━━ THE DATA ━━
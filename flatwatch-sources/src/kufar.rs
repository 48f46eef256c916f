//! Adapter for re.kufar.by, the largest portal, via its search API.

use std::sync::Arc;

use async_trait::async_trait;
use chrono::DateTime;
use serde_json::Value;

use flatwatch_core::source::{DeliveredProbe, ListingSource};
use flatwatch_types::{FlatwatchError, Listing, SearchQuery, SellerType};

use crate::dto;
use crate::http::HttpClient;
use crate::util::{within_filters, MAX_PAGES_PER_RUN, PAGE_SIZE, STOP_ON_OLD_THRESHOLD};

const BASE_URL: &str = "https://re.kufar.by";
const API_URL: &str = "https://api.kufar.by/search-api/v2/search/rendered-paginated";

/// Kufar search adapter.
///
/// Filters are encoded server-side (`rms`, `prc`) and re-checked
/// client-side; pagination follows the API's `next` token and stops early
/// once [`STOP_ON_OLD_THRESHOLD`] consecutive already-delivered ids appear.
pub struct KufarSource {
    http: Arc<HttpClient>,
    delivered: Option<Arc<dyn DeliveredProbe>>,
    api_url: String,
}

impl KufarSource {
    /// Build the adapter over the shared HTTP client.
    #[must_use]
    pub fn new(http: Arc<HttpClient>) -> Self {
        Self {
            http,
            delivered: None,
            api_url: API_URL.to_string(),
        }
    }

    /// Attach the delivered-set probe enabling the old-streak early stop.
    #[must_use]
    pub fn with_delivered_probe(mut self, probe: Arc<dyn DeliveredProbe>) -> Self {
        self.delivered = Some(probe);
        self
    }

    /// Point the adapter at a different endpoint (tests).
    #[must_use]
    pub fn with_api_url(mut self, url: impl Into<String>) -> Self {
        self.api_url = url.into();
        self
    }

    fn city_gtsy(slug: &str) -> Option<&'static str> {
        let gtsy = match slug {
            "baranovichi" => "country-belarus~province-brestskaja_oblast~locality-baranovichi",
            "brest" => "country-belarus~province-brestskaja_oblast~locality-brest",
            "pinsk" => "country-belarus~province-brestskaja_oblast~locality-pinsk",
            "minsk" => "country-belarus~province-minsk~locality-minsk",
            "gomel" => "country-belarus~province-gomelskaja_oblast~locality-gomel",
            "grodno" => "country-belarus~province-grodnenskaja_oblast~locality-grodno",
            "vitebsk" => "country-belarus~province-vitebskaja_oblast~locality-vitebsk",
            "mogilev" => "country-belarus~province-mogilevskaja_oblast~locality-mogilev",
            "orsha" => "country-belarus~province-vitebskaja_oblast~locality-orsha",
            _ => return None,
        };
        Some(gtsy)
    }

    fn search_url(&self, query: &SearchQuery, gtsy: &str, cursor: Option<&str>) -> String {
        let mut url = format!(
            "{api}?cat=1010&cur=USD&gtsy={gtsy}&lang=ru&typ=sell&sort=lst.d&size={PAGE_SIZE}",
            api = self.api_url
        );
        if query.min_rooms > 0 && query.max_rooms > 0 {
            let rooms: Vec<String> = (query.min_rooms..=query.max_rooms.min(5))
                .map(|r| r.to_string())
                .collect();
            if !rooms.is_empty() {
                url.push_str(&format!("&rms=v.or:{}", rooms.join(",")));
            }
        }
        if query.min_price > 0 || query.max_price < 1_000_000 {
            let lo = query.min_price.max(0);
            let hi = query.max_price.min(1_000_000);
            if hi > lo {
                url.push_str(&format!("&prc=r:{lo},{hi}"));
            }
        }
        if let Some(token) = cursor {
            url.push_str(&format!("&cursor={token}"));
        }
        url
    }

    async fn is_old(&self, listing_id: &str) -> bool {
        match &self.delivered {
            Some(probe) => probe.is_delivered(listing_id).await,
            None => false,
        }
    }

    fn parse_ad(ad: &Value, city_slug: &str) -> Option<Listing> {
        let ad_id = ad.get("ad_id").map(value_to_string)?;
        if ad_id.is_empty() {
            return None;
        }
        let id = format!("kufar_{ad_id}");

        let mut url = ad
            .get("ad_link")
            .and_then(Value::as_str)
            .unwrap_or_default()
            .to_string();
        if !url.is_empty() && !url.starts_with("http") {
            url = format!("{BASE_URL}{url}");
        }

        let params = AdParams::collect(ad);

        let rooms = params.int("rooms").unwrap_or(0).max(0) as u32;
        let area = params.float("size").unwrap_or(0.0);
        let kitchen_area = params.float("size_kitchen").unwrap_or(0.0);
        let living_area = params.float("size_living_space").unwrap_or(0.0);

        let total_floors = params.text("re_number_floors");
        let floor_val = params.text("floor");
        let floor = match (floor_val.is_empty(), total_floors.is_empty()) {
            (false, false) => format!("{floor_val}/{total_floors}"),
            (false, true) => floor_val.clone(),
            _ => String::new(),
        };

        let balcony = match params.raw("balcony") {
            Some("1") => "Есть".to_string(),
            Some("2") => "Нет".to_string(),
            _ => params.text("balcony"),
        };
        let bathroom = params.text("bathroom");
        let house_type = params.text("house_type");
        let renovation_state = {
            let repair = params.text("flat_repair");
            if repair.is_empty() {
                params.text("condition")
            } else {
                repair
            }
        };

        let year_built = params
            .int("year")
            .or_else(|| params.int("re_year"))
            .or_else(|| params.int("re_build_year"))
            .filter(|y| (1900..=2100).contains(y))
            .map(|y| y.to_string())
            .unwrap_or_default();

        // API prices come in cents/kopecks.
        let price_usd = ad
            .get("price_usd")
            .map(value_to_string)
            .and_then(|s| s.parse::<i64>().ok())
            .map(|c| c / 100)
            .unwrap_or(0);
        let price_byn = ad
            .get("price_byn")
            .map(value_to_string)
            .and_then(|s| s.parse::<i64>().ok())
            .map(|c| c / 100)
            .unwrap_or(0);
        let (price, currency) = if price_usd > 0 {
            (price_usd, "USD")
        } else {
            (price_byn, "BYN")
        };

        let mut address = String::new();
        if let Some(acc) = ad.get("account_parameters").and_then(Value::as_array) {
            for p in acc {
                if p.get("p").and_then(Value::as_str) == Some("address") {
                    address = p.get("v").map(value_to_string).unwrap_or_default();
                    break;
                }
            }
        }
        if address.is_empty() {
            let street = params.text("street_text");
            let house = params.text("house");
            if !street.is_empty() {
                address = street;
                if !house.is_empty() {
                    address.push_str(&format!(", {house}"));
                }
            }
        }
        if address.is_empty() {
            address = city_slug.to_string();
        }

        let created_at = ad
            .get("list_time")
            .and_then(parse_list_time)
            .unwrap_or_default();

        let description = ad
            .get("body_short")
            .or_else(|| ad.get("body"))
            .and_then(Value::as_str)
            .unwrap_or_default()
            .trim()
            .to_string();

        let seller = match ad.get("company_ad").and_then(Value::as_bool) {
            Some(true) => SellerType::Company,
            Some(false) => SellerType::Owner,
            None => SellerType::Unknown,
        };

        let title = if rooms > 0 && area > 0.0 {
            format!("{rooms}-комн., {area} м²")
        } else {
            "Квартира".to_string()
        };

        let listing = Listing {
            id,
            source: "kufar".into(),
            title,
            price,
            currency: currency.into(),
            price_usd,
            price_byn,
            rooms,
            area,
            address,
            url,
            photos: Vec::new(),
            floor,
            total_floors,
            year_built,
            description,
            balcony,
            bathroom,
            house_type,
            renovation_state,
            kitchen_area,
            living_area,
            seller,
            created_at,
        };

        dto::accept(&listing).then_some(listing)
    }
}

#[async_trait]
impl ListingSource for KufarSource {
    fn name(&self) -> &'static str {
        "kufar"
    }

    async fn fetch_listings(&self, query: &SearchQuery) -> Result<Vec<Listing>, FlatwatchError> {
        let Some(gtsy) = Self::city_gtsy(&query.city_slug) else {
            tracing::warn!(city = %query.city_slug, "kufar has no city code, skipping");
            return Ok(Vec::new());
        };

        let mut listings = Vec::new();
        let mut cursor: Option<String> = None;
        let mut old_streak = 0u32;

        for page in 1..=MAX_PAGES_PER_RUN {
            let url = self.search_url(query, gtsy, cursor.as_deref());
            let Some(body) = self.http.fetch_json(&url, self.name()).await else {
                if page == 1 {
                    return Err(FlatwatchError::source(self.name(), "search api unreachable"));
                }
                break;
            };

            let ads = body
                .get("ads")
                .and_then(Value::as_array)
                .cloned()
                .unwrap_or_default();

            let mut stop = false;
            for ad in &ads {
                let ad_id = ad.get("ad_id").map(value_to_string).unwrap_or_default();
                if ad_id.is_empty() {
                    continue;
                }
                if self.is_old(&format!("kufar_{ad_id}")).await {
                    old_streak += 1;
                    if old_streak >= STOP_ON_OLD_THRESHOLD {
                        tracing::info!(page, "old-ad streak reached, stopping pagination");
                        stop = true;
                        break;
                    }
                    continue;
                }
                old_streak = 0;

                if let Some(listing) = Self::parse_ad(ad, &query.city_slug) {
                    if within_filters(&listing, query) {
                        listings.push(listing);
                    }
                }
            }
            if stop {
                break;
            }

            cursor = next_page_token(&body);
            if cursor.is_none() {
                break;
            }
        }

        tracing::info!(count = listings.len(), "kufar batch parsed");
        Ok(listings)
    }
}

/// Flattened view over the API's `ad_parameters` array of `{p, v, vl}`.
struct AdParams {
    entries: Vec<(String, String, String)>,
}

impl AdParams {
    fn collect(ad: &Value) -> Self {
        let mut entries = Vec::new();
        if let Some(list) = ad.get("ad_parameters").and_then(Value::as_array) {
            for p in list {
                let name = p.get("p").map(value_to_string).unwrap_or_default();
                let value = p.get("v").map(value_to_string).unwrap_or_default();
                let label = p.get("vl").map(value_to_string).unwrap_or_default();
                entries.push((name, value, label));
            }
        }
        Self { entries }
    }

    fn raw(&self, name: &str) -> Option<&str> {
        self.entries
            .iter()
            .find(|(n, _, _)| n == name)
            .map(|(_, v, _)| v.as_str())
    }

    /// Display label (`vl`) when present, raw value otherwise.
    fn text(&self, name: &str) -> String {
        self.entries
            .iter()
            .find(|(n, _, _)| n == name)
            .map(|(_, v, vl)| if vl.is_empty() { v.clone() } else { vl.clone() })
            .unwrap_or_default()
    }

    fn int(&self, name: &str) -> Option<i64> {
        self.raw(name)?.parse().ok()
    }

    fn float(&self, name: &str) -> Option<f64> {
        self.raw(name)?.replace(',', ".").parse().ok()
    }
}

/// Stringify the loose typing the API uses: numbers, strings and one-element
/// arrays all appear where scalars are documented.
fn value_to_string(v: &Value) -> String {
    match v {
        Value::String(s) => s.clone(),
        Value::Number(n) => n.to_string(),
        Value::Array(items) => items.first().map(value_to_string).unwrap_or_default(),
        _ => String::new(),
    }
}

fn parse_list_time(v: &Value) -> Option<String> {
    let raw = value_to_string(v);
    if let Ok(ts) = raw.parse::<i64>() {
        let secs = if raw.len() > 10 { ts / 1000 } else { ts };
        return DateTime::from_timestamp(secs, 0).map(|dt| dt.format("%Y-%m-%d").to_string());
    }
    (!raw.is_empty()).then_some(raw)
}

fn next_page_token(body: &Value) -> Option<String> {
    let pages = body.get("pagination")?.get("pages")?.as_array()?;
    for page in pages {
        if page.get("label").and_then(Value::as_str) == Some("next") {
            return page.get("token").and_then(Value::as_str).map(str::to_string);
        }
    }
    None
}

#[cfg(test)]
mod tests {
    use super::*;

    #[test]
    fn ad_params_prefer_label_over_raw() {
        let ad = serde_json::json!({
            "ad_parameters": [
                {"p": "bathroom", "v": "1", "vl": "Раздельный"},
                {"p": "rooms", "v": "2", "vl": ""},
                {"p": "floor", "v": [3], "vl": ""},
            ]
        });
        let params = AdParams::collect(&ad);
        assert_eq!(params.text("bathroom"), "Раздельный");
        assert_eq!(params.int("rooms"), Some(2));
        assert_eq!(params.text("floor"), "3");
    }

    #[test]
    fn prices_convert_from_cents() {
        let ad = serde_json::json!({
            "ad_id": 111,
            "ad_link": "/item/111",
            "price_usd": "5000000",
            "price_byn": "14750000",
            "company_ad": false,
            "account_parameters": [{"p": "address", "v": "Ленина 1"}],
            "ad_parameters": [
                {"p": "rooms", "v": "2", "vl": ""},
                {"p": "size", "v": "45", "vl": ""}
            ]
        });
        let listing = KufarSource::parse_ad(&ad, "baranovichi").unwrap();
        assert_eq!(listing.id, "kufar_111");
        assert_eq!(listing.price, 50_000);
        assert_eq!(listing.price_usd, 50_000);
        assert_eq!(listing.price_byn, 147_500);
        assert_eq!(listing.currency, "USD");
        assert_eq!(listing.seller, SellerType::Owner);
        assert_eq!(listing.url, "https://re.kufar.by/item/111");
    }

    #[test]
    fn ad_without_id_is_skipped() {
        let ad = serde_json::json!({"ad_link": "/item/x"});
        assert!(KufarSource::parse_ad(&ad, "minsk").is_none());
    }

    #[test]
    fn next_token_found_among_pages() {
        let body = serde_json::json!({
            "pagination": {"pages": [
                {"label": "prev", "token": "a"},
                {"label": "next", "token": "b"}
            ]}
        });
        assert_eq!(next_page_token(&body), Some("b".into()));
        assert_eq!(next_page_token(&serde_json::json!({})), None);
    }
}
//! The global delivered set: cross-source duplicate blocking and the
//! statistics behind `/stats`.

use async_trait::async_trait;
use chrono::{DateTime, Utc};
use sqlx::Row;

use flatwatch_core::listing_content_hash;
use flatwatch_core::storage::{DeliveredStore, DuplicateStats};
use flatwatch_types::{DeliveredRecord, FlatwatchError, Listing};

use crate::{db_err, Store};

#[async_trait]
impl DeliveredStore for Store {
    async fn is_delivered(&self, listing_id: &str) -> Result<bool, FlatwatchError> {
        let row = sqlx::query("SELECT 1 AS one FROM delivered_listings WHERE listing_id = $1")
            .bind(listing_id)
            .fetch_optional(self.pool())
            .await
            .map_err(db_err)?;
        Ok(row.is_some())
    }

    async fn find_by_hash(
        &self,
        content_hash: &str,
    ) -> Result<Option<DeliveredRecord>, FlatwatchError> {
        let row = sqlx::query(
            "SELECT listing_id, content_hash, source, url, first_seen_at
             FROM delivered_listings
             WHERE content_hash = $1
             ORDER BY first_seen_at ASC
             LIMIT 1",
        )
        .bind(content_hash)
        .fetch_optional(self.pool())
        .await
        .map_err(db_err)?;

        row.map(|r| {
            Ok(DeliveredRecord {
                listing_id: r.try_get("listing_id").map_err(db_err)?,
                content_hash: r.try_get("content_hash").map_err(db_err)?,
                source: r.try_get("source").map_err(db_err)?,
                url: r.try_get("url").map_err(db_err)?,
                first_seen_at: r
                    .try_get::<DateTime<Utc>, _>("first_seen_at")
                    .map_err(db_err)?,
            })
        })
        .transpose()
    }

    async fn mark_delivered(&self, listing: &Listing) -> Result<(), FlatwatchError> {
        sqlx::query(
            "INSERT INTO delivered_listings (listing_id, content_hash, source, url)
             VALUES ($1, $2, $3, $4)
             ON CONFLICT (listing_id) DO NOTHING",
        )
        .bind(&listing.id)
        .bind(listing_content_hash(listing))
        .bind(&listing.source)
        .bind(&listing.url)
        .execute(self.pool())
        .await
        .map_err(db_err)?;
        Ok(())
    }

    async fn purge_older_than(&self, days: i64) -> Result<u64, FlatwatchError> {
        let result = sqlx::query(
            "DELETE FROM delivered_listings
             WHERE first_seen_at < now() - make_interval(days => $1)",
        )
        .bind(days as i32)
        .execute(self.pool())
        .await
        .map_err(db_err)?;
        Ok(result.rows_affected())
    }

    async fn duplicate_stats(&self) -> Result<DuplicateStats, FlatwatchError> {
        let totals = sqlx::query(
            "SELECT COUNT(*) AS total, COUNT(DISTINCT content_hash) AS unique_hashes
             FROM delivered_listings",
        )
        .fetch_one(self.pool())
        .await
        .map_err(db_err)?;

        let groups = sqlx::query(
            "SELECT COUNT(*) AS n FROM (
                SELECT content_hash FROM delivered_listings
                GROUP BY content_hash HAVING COUNT(*) > 1
             ) AS dupes",
        )
        .fetch_one(self.pool())
        .await
        .map_err(db_err)?;

        let by_source_rows = sqlx::query(
            "SELECT source, COUNT(*) AS n FROM delivered_listings
             GROUP BY source ORDER BY n DESC",
        )
        .fetch_all(self.pool())
        .await
        .map_err(db_err)?;

        let mut by_source = Vec::with_capacity(by_source_rows.len());
        for row in by_source_rows {
            by_source.push((
                row.try_get::<String, _>("source").map_err(db_err)?,
                row.try_get::<i64, _>("n").map_err(db_err)?.max(0) as u64,
            ));
        }

        Ok(DuplicateStats {
            total_delivered: totals.try_get::<i64, _>("total").map_err(db_err)?.max(0) as u64,
            unique_hashes: totals
                .try_get::<i64, _>("unique_hashes")
                .map_err(db_err)?
                .max(0) as u64,
            duplicate_groups: groups.try_get::<i64, _>("n").map_err(db_err)?.max(0) as u64,
            by_source,
        })
    }
}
━━━
■ WHAT THE TASK ASKS: Above are the entries; copy out every line among them that contains the word "address".

■ OUTPUT OF THE EXERCISE:
        let mut address = String::new();
                if p.get("p").and_then(Value::as_str) == Some("address") {
                    address = p.get("v").map(value_to_string).unwrap_or_default();
        if address.is_empty() {
                address = street;
                    address.push_str(&format!(", {house}"));
        if address.is_empty() {
            address = city_slug.to_string();
            address,
            "account_parameters": [{"p": "address", "v": "Ленина 1"}],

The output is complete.